The injuries are “not-related” peer review in a 5102(d) case

Eason v Blacker, 2017 NY Slip Op 07674 (3d Dept. 2017)

This is an important case because it really gives the defendant who obtains the correct records ammunition to attack causal relationship claims.

(1) The notion of the peer review as fully and wholeheartedly now been accepted in 5102(d) practice.  Amazing.

“Defendants met their initial burden of establishing that plaintiff did not sustain a serious injury within the meaning of Insurance Law § 5102 (d) by submitting a transcript of plaintiff’s deposition, his medical records and the affirmation of Robert Hendler, an orthopedic surgeon who rendered his opinion based on a review of plaintiff’s medical records without conducting a physical examination of plaintiff (see D’Auria v Kent, 80 AD3d 956, 957-958 [2011]; see also Franchini v Palmieri, 1 NY3d 536, 537 [2003]).”

(2) The ACL injury could not be related to the accident ** Powerful medical rationals**

“Hendler noted that, although an August 14, 2013 MRI depicted a possible partial ACL tear, subsequent arthroscopic surgery established that there was no ligament injury and that the knee was completely stable (see Scott v Aponte, 49 AD3d 1131, 1133 [2008]).

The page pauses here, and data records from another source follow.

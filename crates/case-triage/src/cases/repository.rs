use super::domain::{CaseFile, CaseId, CaseRecord};
use super::filter::CaseFilter;

/// Storage abstraction so the service can run against any case store.
pub trait CaseRepository: Send + Sync {
    /// Store a new case file. Duplicate ids or case numbers conflict.
    fn insert(&self, file: CaseFile) -> Result<CaseFile, RepositoryError>;
    fn update(&self, file: CaseFile) -> Result<(), RepositoryError>;
    fn fetch(&self, id: CaseId) -> Result<Option<CaseFile>, RepositoryError>;
    fn list(&self, filter: &CaseFilter) -> Result<Vec<CaseRecord>, RepositoryError>;
}

#[derive(Debug, thiserror::Error)]
pub enum RepositoryError {
    #[error("case already exists")]
    Conflict,
    #[error("case not found")]
    NotFound,
    #[error("repository unavailable: {0}")]
    Unavailable(String),
}
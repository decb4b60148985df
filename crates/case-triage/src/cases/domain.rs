use chrono::{DateTime, NaiveDate, Utc};
use serde::{Deserialize, Serialize};
use std::fmt;
use std::str::FromStr;

use crate::scoring::{IndicatorId, Severity};

#[derive(Debug, Clone, Copy, PartialEq, Eq, PartialOrd, Ord, Hash, Serialize, Deserialize)]
pub struct CaseId(pub u64);

impl fmt::Display for CaseId {
    fn fmt(&self, f: &mut fmt::Formatter<'_>) -> fmt::Result {
        write!(f, "{}", self.0)
    }
}

#[derive(Debug, Clone, Copy, PartialEq, Eq, PartialOrd, Ord, Hash, Serialize, Deserialize)]
pub struct OrganizationId(pub u64);

#[derive(Debug, Clone, Copy, PartialEq, Eq, PartialOrd, Ord, Hash, Serialize, Deserialize)]
pub struct UserId(pub u64);

/// Review lifecycle of a flagged case.
#[derive(Debug, Clone, Copy, PartialEq, Eq, Hash, Serialize, Deserialize)]
#[serde(rename_all = "snake_case")]
pub enum CaseStatus {
    Flagged,
    Claimed,
    UnderInvestigation,
    Closed,
    Exonerated,
}

impl CaseStatus {
    pub const fn label(self) -> &'static str {
        match self {
            CaseStatus::Flagged => "flagged",
            CaseStatus::Claimed => "claimed",
            CaseStatus::UnderInvestigation => "under_investigation",
            CaseStatus::Closed => "closed",
            CaseStatus::Exonerated => "exonerated",
        }
    }
}

impl fmt::Display for CaseStatus {
    fn fmt(&self, f: &mut fmt::Formatter<'_>) -> fmt::Result {
        f.write_str(self.label())
    }
}

#[derive(Debug, Clone, PartialEq, Eq, thiserror::Error)]
#[error("invalid case status '{0}'")]
pub struct InvalidStatus(pub String);

impl FromStr for CaseStatus {
    type Err = InvalidStatus;

    fn from_str(value: &str) -> Result<Self, Self::Err> {
        match value.trim() {
            "flagged" => Ok(CaseStatus::Flagged),
            "claimed" => Ok(CaseStatus::Claimed),
            "under_investigation" => Ok(CaseStatus::UnderInvestigation),
            "closed" => Ok(CaseStatus::Closed),
            "exonerated" => Ok(CaseStatus::Exonerated),
            _ => Err(InvalidStatus(value.to_string())),
        }
    }
}

/// Defendant details kept for disparity reporting.
#[derive(Debug, Clone, PartialEq, Eq, Default, Serialize, Deserialize)]
pub struct Demographics {
    pub age_at_conviction: Option<u8>,
    pub race: Option<String>,
    pub gender: Option<String>,
}

/// Organization and investigator that took ownership of a case.
#[derive(Debug, Clone, PartialEq, Eq, Serialize, Deserialize)]
pub struct CaseClaim {
    pub organization_id: OrganizationId,
    pub user_id: UserId,
    pub claimed_at: DateTime<Utc>,
}

/// Intake payload for a newly flagged case.
#[derive(Debug, Clone, PartialEq, Eq, Serialize, Deserialize)]
pub struct NewCase {
    pub case_number: String,
    pub defendant_name: String,
    pub conviction_date: Option<NaiveDate>,
    pub sentence: Option<String>,
    pub crime_charged: String,
    pub county: String,
    pub court_name: Option<String>,
    pub demographics: Option<Demographics>,
}

#[derive(Debug, Clone, PartialEq, Serialize, Deserialize)]
pub struct CaseRecord {
    pub id: CaseId,
    pub case_number: String,
    pub defendant_name: String,
    pub conviction_date: Option<NaiveDate>,
    pub sentence: Option<String>,
    pub crime_charged: String,
    pub county: String,
    pub court_name: Option<String>,
    pub status: CaseStatus,
    pub priority_score: Option<f64>,
    pub claim: Option<CaseClaim>,
    pub demographics: Option<Demographics>,
    pub created_at: DateTime<Utc>,
    pub updated_at: DateTime<Utc>,
}

impl CaseRecord {
    pub(crate) fn flagged(id: CaseId, intake: NewCase, now: DateTime<Utc>) -> Self {
        let NewCase {
            case_number,
            defendant_name,
            conviction_date,
            sentence,
            crime_charged,
            county,
            court_name,
            demographics,
        } = intake;

        Self {
            id,
            case_number,
            defendant_name,
            conviction_date,
            sentence,
            crime_charged,
            county,
            court_name,
            status: CaseStatus::Flagged,
            priority_score: None,
            claim: None,
            demographics,
            created_at: now,
            updated_at: now,
        }
    }
}

#[derive(Debug, Clone, Copy, PartialEq, Eq, Serialize, Deserialize)]
#[serde(rename_all = "snake_case")]
pub enum DocumentType {
    Transcript,
    PoliceReport,
    CourtRuling,
    AppellateBrief,
    Other,
}

impl DocumentType {
    pub const fn label(self) -> &'static str {
        match self {
            DocumentType::Transcript => "transcript",
            DocumentType::PoliceReport => "police_report",
            DocumentType::CourtRuling => "court_ruling",
            DocumentType::AppellateBrief => "appellate_brief",
            DocumentType::Other => "other",
        }
    }
}

#[derive(Debug, Clone, PartialEq, Eq, thiserror::Error)]
#[error("invalid document type '{0}'")]
pub struct InvalidDocumentType(pub String);

impl FromStr for DocumentType {
    type Err = InvalidDocumentType;

    fn from_str(value: &str) -> Result<Self, Self::Err> {
        match value.trim() {
            "transcript" => Ok(DocumentType::Transcript),
            "police_report" => Ok(DocumentType::PoliceReport),
            "court_ruling" => Ok(DocumentType::CourtRuling),
            "appellate_brief" => Ok(DocumentType::AppellateBrief),
            "other" => Ok(DocumentType::Other),
            _ => Err(InvalidDocumentType(value.to_string())),
        }
    }
}

/// Pointer into a source document supporting an indicator.
#[derive(Debug, Clone, PartialEq, Eq, Serialize, Deserialize)]
pub struct EvidenceCitation {
    pub document_type: DocumentType,
    pub page_number: u32,
    pub line_number: Option<u32>,
    pub quoted_text: String,
    pub context_before: Option<String>,
    pub context_after: Option<String>,
}

/// An indicator attached to a case with the strength of evidence for it.
#[derive(Debug, Clone, PartialEq, Serialize, Deserialize)]
pub struct CaseIndicator {
    pub indicator_id: IndicatorId,
    pub confidence_score: f64,
    pub citations: Vec<EvidenceCitation>,
}

/// Aggregate persisted by repositories: the case plus its attached indicators.
#[derive(Debug, Clone, PartialEq, Serialize, Deserialize)]
pub struct CaseFile {
    pub record: CaseRecord,
    pub indicators: Vec<CaseIndicator>,
}

impl CaseFile {
    pub fn indicator(&self, id: IndicatorId) -> Option<&CaseIndicator> {
        self.indicators
            .iter()
            .find(|indicator| indicator.indicator_id == id)
    }

    pub(crate) fn indicator_mut(&mut self, id: IndicatorId) -> Option<&mut CaseIndicator> {
        self.indicators
            .iter_mut()
            .find(|indicator| indicator.indicator_id == id)
    }
}

/// Attached indicator joined with its catalog definition for display.
#[derive(Debug, Clone, PartialEq, Serialize)]
pub struct CaseIndicatorView {
    pub indicator_id: IndicatorId,
    pub name: String,
    pub severity: Severity,
    pub category: String,
    pub confidence_score: f64,
    pub citations: Vec<EvidenceCitation>,
}

#[derive(Debug, Clone, PartialEq, Serialize)]
pub struct CaseDetail {
    #[serde(flatten)]
    pub record: CaseRecord,
    pub indicators: Vec<CaseIndicatorView>,
}

/// Case listed for an organization together with how many indicators it carries.
#[derive(Debug, Clone, PartialEq, Serialize)]
pub struct ClaimedCaseSummary {
    #[serde(flatten)]
    pub record: CaseRecord,
    pub indicator_count: usize,
}
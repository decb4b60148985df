use crate::cases::CaseServiceError;
use crate::catalog::CatalogError;
use crate::config::ConfigError;
use crate::detect::DetectError;
use crate::import::WorksheetImportError;
use crate::telemetry::TelemetryError;
use std::fmt;

#[derive(Debug)]
pub enum AppError {
    Config(ConfigError),
    Telemetry(TelemetryError),
    Io(std::io::Error),
    Catalog(CatalogError),
    Case(CaseServiceError),
    Import(WorksheetImportError),
    Detect(DetectError),
    Serialization(serde_json::Error),
}

impl fmt::Display for AppError {
    fn fmt(&self, f: &mut fmt::Formatter<'_>) -> fmt::Result {
        match self {
            AppError::Config(err) => write!(f, "configuration error: {}", err),
            AppError::Telemetry(err) => write!(f, "telemetry error: {}", err),
            AppError::Io(err) => write!(f, "io error: {}", err),
            AppError::Catalog(err) => write!(f, "catalog error: {}", err),
            AppError::Case(err) => write!(f, "case error: {}", err),
            AppError::Import(err) => write!(f, "import error: {}", err),
            AppError::Detect(err) => write!(f, "detection error: {}", err),
            AppError::Serialization(err) => write!(f, "serialization error: {}", err),
        }
    }
}

impl std::error::Error for AppError {
    fn source(&self) -> Option<&(dyn std::error::Error + 'static)> {
        match self {
            AppError::Config(err) => Some(err),
            AppError::Telemetry(err) => Some(err),
            AppError::Io(err) => Some(err),
            AppError::Catalog(err) => Some(err),
            AppError::Case(err) => Some(err),
            AppError::Import(err) => Some(err),
            AppError::Detect(err) => Some(err),
            AppError::Serialization(err) => Some(err),
        }
    }
}

impl From<ConfigError> for AppError {
    fn from(value: ConfigError) -> Self {
        Self::Config(value)
    }
}

impl From<TelemetryError> for AppError {
    fn from(value: TelemetryError) -> Self {
        Self::Telemetry(value)
    }
}

impl From<std::io::Error> for AppError {
    fn from(value: std::io::Error) -> Self {
        Self::Io(value)
    }
}

impl From<CatalogError> for AppError {
    fn from(value: CatalogError) -> Self {
        Self::Catalog(value)
    }
}

impl From<CaseServiceError> for AppError {
    fn from(value: CaseServiceError) -> Self {
        Self::Case(value)
    }
}

impl From<WorksheetImportError> for AppError {
    fn from(value: WorksheetImportError) -> Self {
        Self::Import(value)
    }
}

impl From<DetectError> for AppError {
    fn from(value: DetectError) -> Self {
        Self::Detect(value)
    }
}

impl From<serde_json::Error> for AppError {
    fn from(value: serde_json::Error) -> Self {
        Self::Serialization(value)
    }
}
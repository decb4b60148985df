use super::{CategoryId, IndicatorCategory, IndicatorDefinition};
use crate::scoring::{IndicatorId, Severity};

const CONFESSIONS: CategoryId = CategoryId(1);
const EYEWITNESS: CategoryId = CategoryId(2);
const FORENSICS: CategoryId = CategoryId(3);
const MISCONDUCT: CategoryId = CategoryId(4);
const PROCEDURE: CategoryId = CategoryId(5);

pub(super) fn categories() -> Vec<IndicatorCategory> {
    vec![
        category(
            CONFESSIONS,
            "Confession & Interrogation",
            "Statements obtained under coercive or unreliable interrogation conditions",
            1.4,
        ),
        category(
            EYEWITNESS,
            "Eyewitness Identification",
            "Identification testimony with known reliability problems",
            1.3,
        ),
        category(
            FORENSICS,
            "Forensic Evidence",
            "Physical evidence that is missing, untested, or scientifically unsound",
            1.5,
        ),
        category(
            MISCONDUCT,
            "Official Misconduct",
            "Prosecutorial or police conduct that compromised the trial",
            1.5,
        ),
        category(
            PROCEDURE,
            "Post-Conviction & Procedure",
            "Weaknesses in the prosecution case and developments after conviction",
            1.2,
        ),
    ]
}

pub(super) fn indicators() -> Vec<IndicatorDefinition> {
    use Severity::{Critical, High, Low, Medium};

    vec![
        indicator(
            1,
            CONFESSIONS,
            "Long High-Pressure Interrogation",
            High,
            1.5,
            "Interrogation lasting many hours or conducted without breaks",
        ),
        indicator(
            2,
            CONFESSIONS,
            "Coerced or False Confession",
            Critical,
            2.0,
            "Confession obtained through threats, promises, or deception",
        ),
        indicator(
            3,
            CONFESSIONS,
            "Confession Recanted",
            Medium,
            1.2,
            "Defendant withdrew the confession after interrogation",
        ),
        indicator(
            4,
            CONFESSIONS,
            "Confession Missing Details",
            High,
            1.4,
            "Confession lacks or contradicts facts only the perpetrator would know",
        ),
        indicator(
            5,
            EYEWITNESS,
            "Single Unreliable Eyewitness",
            High,
            1.6,
            "Conviction rests on one witness with limited opportunity to observe",
        ),
        indicator(
            6,
            EYEWITNESS,
            "Cross-Racial Identification",
            Medium,
            1.2,
            "Witness identified a suspect of a different race",
        ),
        indicator(
            7,
            EYEWITNESS,
            "Suggestive Lineup Procedures",
            High,
            1.5,
            "Show-ups, single-photo displays, or lineups that singled out the suspect",
        ),
        indicator(
            8,
            EYEWITNESS,
            "Witness Uncertainty",
            Medium,
            1.1,
            "Witness expressed doubt about the identification",
        ),
        indicator(
            9,
            EYEWITNESS,
            "Witness Recantation",
            Critical,
            1.8,
            "Key witness has withdrawn prior testimony",
        ),
        indicator(
            10,
            EYEWITNESS,
            "Inconsistent Witness Statements",
            Medium,
            1.2,
            "Witness accounts changed materially between statements and trial",
        ),
        indicator(
            11,
            FORENSICS,
            "No Physical Evidence",
            High,
            1.4,
            "No physical evidence connects the defendant to the crime",
        ),
        indicator(
            12,
            FORENSICS,
            "Forensic Evidence Disproven",
            Critical,
            2.0,
            "Later analysis contradicts forensic evidence presented at trial",
        ),
        indicator(
            13,
            FORENSICS,
            "Discredited Forensic Methods",
            High,
            1.6,
            "Conviction relied on bite-mark, hair, or similar discredited analysis",
        ),
        indicator(
            14,
            FORENSICS,
            "DNA Not Tested",
            Critical,
            1.9,
            "Biological evidence exists but was never subjected to DNA testing",
        ),
        indicator(
            15,
            MISCONDUCT,
            "Brady Violations",
            Critical,
            2.0,
            "Exculpatory evidence was withheld from the defense",
        ),
        indicator(
            16,
            MISCONDUCT,
            "Fabricated Witness Statements",
            Critical,
            1.9,
            "Statements attributed to witnesses were invented or altered",
        ),
        indicator(
            17,
            MISCONDUCT,
            "Official Misconduct",
            High,
            1.6,
            "Police or prosecutors acted improperly during investigation or trial",
        ),
        indicator(
            18,
            MISCONDUCT,
            "Inflammatory Arguments",
            Medium,
            1.0,
            "Prosecution relied on prejudicial or inflammatory argument",
        ),
        indicator(
            19,
            PROCEDURE,
            "Weak Prosecution Evidence",
            High,
            1.5,
            "Prosecution case was largely circumstantial",
        ),
        indicator(
            20,
            PROCEDURE,
            "Multiple Appeals",
            Low,
            0.8,
            "Defendant has pursued repeated appeals asserting innocence",
        ),
        indicator(
            21,
            PROCEDURE,
            "New Exculpatory Evidence",
            Critical,
            2.0,
            "Evidence pointing to innocence surfaced after conviction",
        ),
        indicator(
            22,
            PROCEDURE,
            "Ineffective Assistance of Counsel",
            High,
            1.4,
            "Defense counsel failed to investigate or present a defense",
        ),
        indicator(
            23,
            PROCEDURE,
            "Jailhouse Informant Testimony",
            High,
            1.5,
            "Testimony from an informant who received benefits in exchange",
        ),
        indicator(
            24,
            PROCEDURE,
            "Incentivized Witness",
            Medium,
            1.2,
            "Witness testified under a plea deal or other incentive",
        ),
    ]
}

fn category(id: CategoryId, name: &str, description: &str, weight: f64) -> IndicatorCategory {
    IndicatorCategory {
        id,
        name: name.to_string(),
        description: description.to_string(),
        weight,
    }
}

fn indicator(
    id: u32,
    category_id: CategoryId,
    name: &str,
    severity: Severity,
    weight: f64,
    description: &str,
) -> IndicatorDefinition {
    IndicatorDefinition {
        id: IndicatorId(id),
        category_id,
        name: name.to_string(),
        description: description.to_string(),
        severity,
        weight,
    }
}
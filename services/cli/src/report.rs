use crate::infra::{parse_combination_mode, InMemoryCaseRepository};
use case_triage::cases::{
    CaseDetail, CaseFilter, CaseRecord, CaseStatus, CaseTriageService, DocumentType, NewCase,
};
use case_triage::catalog::{CategoryId, IndicatorCatalog};
use case_triage::config::{AppConfig, CombinationMode, ScoringConfig};
use case_triage::detect::{CaseDocument, Detection, TranscriptAnalyzer};
use case_triage::error::AppError;
use case_triage::import::{ScoringWorksheet, WorksheetResult};
use case_triage::mock::MockCaseGenerator;
use case_triage::scoring::{ScoreBreakdown, ScoreExplanation, Severity};
use clap::Args;
use serde::Serialize;
use std::path::PathBuf;
use std::sync::Arc;
use tracing::info;

#[derive(Args, Debug, Default)]
pub(crate) struct SeedArgs {
    /// Number of synthetic cases to generate (defaults to TRIAGE_SEED_CASES)
    #[arg(long)]
    pub(crate) count: Option<usize>,
    /// Seed for reproducible generation (defaults to TRIAGE_RNG_SEED)
    #[arg(long)]
    pub(crate) seed: Option<u64>,
    /// Maximum number of queue rows to print (defaults to TRIAGE_LIST_LIMIT)
    #[arg(long)]
    pub(crate) limit: Option<usize>,
    /// Only show cases in this status
    #[arg(long)]
    pub(crate) status: Option<CaseStatus>,
    /// Only show cases from this county
    #[arg(long)]
    pub(crate) county: Option<String>,
    /// Hide cases scored below this priority
    #[arg(long)]
    pub(crate) min_priority: Option<f64>,
    /// Override the configured combination mode (count or named)
    #[arg(long, value_parser = parse_combination_mode)]
    pub(crate) combination_mode: Option<CombinationMode>,
    /// Emit JSON instead of a text report
    #[arg(long)]
    pub(crate) json: bool,
}

#[derive(Args, Debug)]
pub(crate) struct ScoreArgs {
    /// Worksheet CSV with case_number,indicator_id,severity,weight,category_weight,confidence
    #[arg(long)]
    pub(crate) csv: PathBuf,
    /// Override the configured combination mode (count or named)
    #[arg(long, value_parser = parse_combination_mode)]
    pub(crate) combination_mode: Option<CombinationMode>,
    /// Emit JSON instead of a text report
    #[arg(long)]
    pub(crate) json: bool,
}

#[derive(Args, Debug, Default)]
pub(crate) struct IndicatorArgs {
    /// Only list indicators of this severity
    #[arg(long)]
    pub(crate) severity: Option<Severity>,
    /// Only list indicators in this category
    #[arg(long)]
    pub(crate) category_id: Option<u32>,
}

#[derive(Args, Debug)]
pub(crate) struct AnalyzeArgs {
    /// Document to scan; repeat for every file in the case record
    #[arg(long = "document", required = true)]
    pub(crate) documents: Vec<PathBuf>,
    /// Document type applied to every scanned file
    #[arg(long, default_value = "transcript")]
    pub(crate) document_type: DocumentType,
    /// Case number to flag the analyzed case under
    #[arg(long)]
    pub(crate) case_number: String,
    #[arg(long, default_value = "Unknown")]
    pub(crate) defendant: String,
    #[arg(long, default_value = "Unknown")]
    pub(crate) county: String,
    #[arg(long, default_value = "Unspecified")]
    pub(crate) crime: String,
    /// Override the configured combination mode (count or named)
    #[arg(long, value_parser = parse_combination_mode)]
    pub(crate) combination_mode: Option<CombinationMode>,
    /// Emit JSON instead of a text report
    #[arg(long)]
    pub(crate) json: bool,
}

#[derive(Serialize)]
struct AnalysisReport {
    documents: usize,
    detections: Vec<Detection>,
    case: TopCase,
}

#[derive(Serialize)]
struct SeedReport {
    generated: usize,
    combination_mode: &'static str,
    queue: Vec<CaseRecord>,
    top_case: Option<TopCase>,
}

#[derive(Serialize)]
struct TopCase {
    detail: CaseDetail,
    breakdown: ScoreBreakdown,
    explanation: ScoreExplanation,
}

pub(crate) fn run_seed(args: SeedArgs, config: &AppConfig) -> Result<(), AppError> {
    let SeedArgs {
        count,
        seed,
        limit,
        status,
        county,
        min_priority,
        combination_mode,
        json,
    } = args;

    let scoring = scoring_config(config, combination_mode);
    let service = CaseTriageService::from_config(
        Arc::new(InMemoryCaseRepository::default()),
        Arc::new(IndicatorCatalog::standard()),
        &scoring,
    );

    let mut generator = MockCaseGenerator::new(seed.or(config.seed.rng_seed));
    let generated = generator
        .populate(&service, count.unwrap_or(config.seed.case_count))?
        .len();

    let filter = CaseFilter {
        status,
        county,
        min_priority,
        limit: limit.unwrap_or(config.listing.default_limit),
        offset: 0,
    };
    let queue = service.list(&filter)?;
    info!(generated, listed = queue.len(), "review queue built");

    let top_case = match queue.first() {
        Some(record) => Some(TopCase {
            detail: service.detail(record.id)?,
            breakdown: service.breakdown(record.id)?,
            explanation: service.explain(record.id)?,
        }),
        None => None,
    };

    let report = SeedReport {
        generated,
        combination_mode: service.scorer().strategy().label(),
        queue,
        top_case,
    };

    if json {
        println!("{}", serde_json::to_string_pretty(&report)?);
        return Ok(());
    }

    render_seed_report(&report);
    Ok(())
}

pub(crate) fn run_score(args: ScoreArgs, config: &AppConfig) -> Result<(), AppError> {
    let worksheet = ScoringWorksheet::from_path(&args.csv)?;
    let catalog = IndicatorCatalog::standard();
    let scorer = scoring_config(config, args.combination_mode).scorer(&catalog);
    let results = worksheet.score(&scorer);
    info!(
        cases = results.len(),
        path = %args.csv.display(),
        "worksheet scored"
    );

    if args.json {
        println!("{}", serde_json::to_string_pretty(&results)?);
        return Ok(());
    }

    println!(
        "Worksheet {} ({} cases, combination mode: {})",
        args.csv.display(),
        results.len(),
        scorer.strategy().label()
    );
    for result in &results {
        render_worksheet_result(result);
    }
    Ok(())
}

pub(crate) fn run_analyze(args: AnalyzeArgs, config: &AppConfig) -> Result<(), AppError> {
    let AnalyzeArgs {
        documents,
        document_type,
        case_number,
        defendant,
        county,
        crime,
        combination_mode,
        json,
    } = args;

    let documents = documents
        .iter()
        .map(|path| {
            std::fs::read_to_string(path)
                .map(|content| CaseDocument::new(document_type, content))
        })
        .collect::<Result<Vec<_>, _>>()?;

    let service = CaseTriageService::from_config(
        Arc::new(InMemoryCaseRepository::default()),
        Arc::new(IndicatorCatalog::standard()),
        &scoring_config(config, combination_mode),
    );
    let analyzer = TranscriptAnalyzer::new(service.catalog())?;
    let detections = analyzer.analyze_case(&documents);

    let record = service.flag(NewCase {
        case_number,
        defendant_name: defendant,
        conviction_date: None,
        sentence: None,
        crime_charged: crime,
        county,
        court_name: None,
        demographics: None,
    })?;
    service.attach_detections(record.id, &detections)?;

    let report = AnalysisReport {
        documents: documents.len(),
        detections,
        case: TopCase {
            detail: service.detail(record.id)?,
            breakdown: service.breakdown(record.id)?,
            explanation: service.explain(record.id)?,
        },
    };

    if json {
        println!("{}", serde_json::to_string_pretty(&report)?);
        return Ok(());
    }

    render_analysis_report(&report);
    Ok(())
}

pub(crate) fn run_indicators(args: IndicatorArgs) -> Result<(), AppError> {
    let catalog = IndicatorCatalog::standard();
    let mut views = match args.category_id {
        Some(id) => catalog.by_category(CategoryId(id)),
        None => catalog.all(),
    };
    if let Some(severity) = args.severity {
        views.retain(|view| view.definition.severity == severity);
    }

    println!("Innocence indicators ({} listed)", views.len());
    for view in &views {
        println!(
            "- [{}] {} | {} | weight {:.2} | {}",
            view.definition.id,
            view.definition.name,
            view.definition.severity,
            view.definition.weight,
            view.category_name
        );
        println!("    {}", view.definition.description);
    }
    Ok(())
}

pub(crate) fn run_categories() -> Result<(), AppError> {
    let catalog = IndicatorCatalog::standard();

    println!("Indicator categories");
    for category in catalog.categories() {
        let members = catalog.by_category(category.id).len();
        println!(
            "- {} (weight {:.1}, {} indicators)",
            category.name, category.weight, members
        );
        println!("    {}", category.description);
    }
    Ok(())
}

fn scoring_config(config: &AppConfig, mode: Option<CombinationMode>) -> ScoringConfig {
    match mode {
        Some(combination_mode) => ScoringConfig { combination_mode },
        None => config.scoring.clone(),
    }
}

fn render_seed_report(report: &SeedReport) {
    println!(
        "Case triage queue ({} cases generated, combination mode: {})",
        report.generated, report.combination_mode
    );
    if report.queue.is_empty() {
        println!("  No cases match the filter.");
        return;
    }

    for (index, record) in report.queue.iter().enumerate() {
        println!("{}", queue_row(index + 1, record));
    }

    if let Some(top) = &report.top_case {
        println!(
            "\nTop case {} ({})",
            top.detail.record.case_number, top.detail.record.defendant_name
        );
        println!(
            "  {} | score {:.2}",
            top.explanation.level, top.explanation.score
        );
        println!("  {}", top.explanation.recommendation);
        println!("{}", breakdown_line(&top.breakdown));
        println!("  Indicators:");
        for indicator in &top.detail.indicators {
            println!(
                "    - {} ({}, {}) confidence {:.0}% | {} citations",
                indicator.name,
                indicator.severity,
                indicator.category,
                indicator.confidence_score * 100.0,
                indicator.citations.len()
            );
        }
    }
}

fn render_analysis_report(report: &AnalysisReport) {
    let case = &report.case;
    println!(
        "Document analysis for {} ({} documents, {} indicators detected)",
        case.detail.record.case_number,
        report.documents,
        report.detections.len()
    );
    for detection in &report.detections {
        println!(
            "- {} [{}] confidence {:.0}% | {} excerpts",
            detection.indicator,
            detection.family.label(),
            detection.confidence * 100.0,
            detection.excerpts.len()
        );
        for excerpt in &detection.excerpts {
            println!(
                "    {} p.{} l.{}: \"{}\"",
                excerpt.document_type.label(),
                excerpt.page_number,
                excerpt.line_number,
                excerpt.quoted_text
            );
        }
    }

    println!(
        "\n  {} | score {:.2}",
        case.explanation.level, case.explanation.score
    );
    println!("  {}", case.explanation.recommendation);
    println!("{}", breakdown_line(&case.breakdown));
}

fn render_worksheet_result(result: &WorksheetResult) {
    println!(
        "\n{} -> {:.2} ({})",
        result.case_number, result.explanation.score, result.explanation.level
    );
    println!("  {}", result.explanation.recommendation);
    println!(
        "  {} indicators: {} critical / {} high / {} medium / {} low",
        result.explanation.breakdown.indicator_count,
        result.explanation.breakdown.critical_count,
        result.explanation.breakdown.high_count,
        result.explanation.breakdown.medium_count,
        result.explanation.breakdown.low_count
    );
    println!("{}", breakdown_line(&result.breakdown));
}

fn queue_row(rank: usize, record: &CaseRecord) -> String {
    let score = record
        .priority_score
        .map(|score| format!("{score:>6.2}"))
        .unwrap_or_else(|| "     -".to_string());
    format!(
        "{rank:>3}. {score} | {} | {} | {} County | {}",
        record.case_number, record.status, record.county, record.crime_charged
    )
}

fn breakdown_line(breakdown: &ScoreBreakdown) -> String {
    let combinations = if breakdown.combinations.is_empty() {
        "none".to_string()
    } else {
        breakdown
            .combinations
            .iter()
            .map(|combination| format!("{} x{:.1}", combination.label, combination.bonus))
            .collect::<Vec<_>>()
            .join(", ")
    };
    format!(
        "  base {:.2} x count {:.1} x combination {:.1} x critical {:.1} = {:.2} (combinations: {})",
        breakdown.base_score,
        breakdown.count_multiplier,
        breakdown.combination_bonus,
        breakdown.critical_bonus,
        breakdown.raw_score,
        combinations
    )
}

Moreover, Hendler opined that, had plaintiff sustained an ACL injury on the date of the accident, he would have immediately experienced significant pain, and the fact that he did not seek treatment for several months after the accident is inconsistent with his claim of having sustained a knee injury

(3) Cannot even win on the spine – pre-existing verses current  condition

Although Episalla also concluded that plaintiff had a preexisting history of cervical and thoracic spine pain and degenerative disc disease, he failed to set forth any “objective medical evidence distinguishing [plaintiff’s] preexisting condition from the injuries claimed to have been caused by this accident”

(4) Diminished range of motion has no objective basis

“Furthermore, although records submitted by defendants document diminished ranges of motion in plaintiff’s cervical and thoracic spine and right knee, plaintiff submitted no objective medical evidence linking such limitations to the accident

An expert who saw plaintiff once may testify

 

“At the damages trial, the plaintiff testified as to his symptoms and complaints. His expert, Jerry Lubliner, who was board-certified in orthopedic surgery and sports medicine, did not treat the plaintiff, but examined the plaintiff on March 6, 2014, more than two years after the accident. He reviewed the plaintiff’s medical records, magnetic resonance imaging (hereinafter MRI) reports, and actual MRI films. He concluded that the accident was the cause of bulging discs in the cervical and lumbar regions of the plaintiff’s spine, and a meniscal tear in his right knee. He testified that, by the time of his examination, 2½ years after the accident, “you can realistically state that this is going to be a problem for the rest of [the plaintiff’s] life.” He opined that the plaintiff had [*2]suffered a permanent consequential loss of use of the lumbar region of his spine, as well as swelling, weakness, and loss of range of motion of his right knee. The Supreme Court did not allow Lubliner to testify about the plaintiff’s future treatment or prognosis because Lubliner only examined the plaintiff once and did not treat him. The court instructed the jury to consider the plaintiff’s damages from the date of the accident to the date of the verdict, and refused to submit the issue of future pain and suffering to the jury. The jury awarded the plaintiff damages in the principal sum of $80,000 for past pain and suffering.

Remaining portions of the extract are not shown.